Why I Don’t Weigh Myself (If I Can Help It)- By Lee Harmon

I try hard not to weigh myself anymore. It’s not as easy as it may seem, but I find that I am a much more content person if I don’t know what I weigh. When I do know what I weigh, I seem to be more obsessed than ever about numbers. If I am above or below my “ideal” weight it’s the only thing I can think about. So I avoid scales. Sort of.

 

It’s a bit like trying to avoid alcohol. Even if I am abstaining from alcohol, it still exists all around me either in restaurants or in grocery stores or on billboards. Alcohol is not going away. Neither are scales. I can be minding my own attention browsing through Target and I will happen to pass by a scale. In the past I have taken the scale off of its shelf and hopped on.

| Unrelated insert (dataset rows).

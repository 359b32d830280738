//! Room broadcast event.
//!
//! Text that everyone in a room should see: a corpse rotting away, remains
//! crumbling after looting, a creature reappearing. Delivering it to
//! connected players is up to the session layer, which observes this event.

use bevy_ecs::prelude::*;

#[derive(Event, Debug, Clone, PartialEq, Eq)]
pub struct RoomMessageEvent {
    pub room_id: String,
    pub message: String,
}

impl RoomMessageEvent {
    pub fn new(room_id: impl Into<String>, message: impl Into<String>) -> Self {
        RoomMessageEvent {
            room_id: room_id.into(),
            message: message.into(),
        }
    }
}
use std::time::{SystemTime, UNIX_EPOCH};

use bevy_ecs::prelude::Resource;

/// Wall-clock time as seen by the lifecycle systems.
///
/// `now` is absolute epoch milliseconds so that timestamps written into a
/// snapshot stay meaningful after a restart. It only moves when
/// [`update_world_time`](crate::systems::time::update_world_time) is called,
/// which keeps every system in one tick looking at the same instant.
#[derive(Resource, Debug, Clone, Copy, PartialEq, Eq)]
pub struct WorldTime {
    /// Current time, epoch milliseconds.
    pub now: u64,
    /// Milliseconds added by the last update.
    pub delta: u64,
    pub frame_count: u64,
}

impl Default for WorldTime {
    fn default() -> Self {
        WorldTime::at(system_now_millis())
    }
}

impl WorldTime {
    /// Start the clock at a fixed instant. Used by tests and restores.
    pub fn at(now: u64) -> Self {
        WorldTime {
            now,
            delta: 0,
            frame_count: 0,
        }
    }
}

/// Current system time in epoch milliseconds.
pub fn system_now_millis() -> u64 {
    SystemTime::now()
        .duration_since(UNIX_EPOCH)
        .map(|d| d.as_millis() as u64)
        .unwrap_or(0)
}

After I read the number I lose interest in anything else I might have been thinking about. There are scales in gym locker rooms, scales at the doctor’s office, scales at friends’ houses. Scales are not going away.

What is more important to me as a person with an eating disorder is to know whether or not it’s good for me to know my weight. If I use the scale to engage in harmful behaviors such as starving myself or restricting food, then I am probably not in the best emotional state to know my weight. Also scales vary greatly in accuracy so I am probably not getting my true weight. I’ve also noticed than I weigh more at night than in the morning, almost a five-pound difference at times.

The scale is not my friend. My eating disorder loves the scale because it knows it will make itself the most important mission at hand. It takes me hostage and the central thoughts in my head will be about weight control or body image. Once again it has me under its tight control. I’m not saying that I will never again get on a scale, but for right now, it’s best I am left in the dark.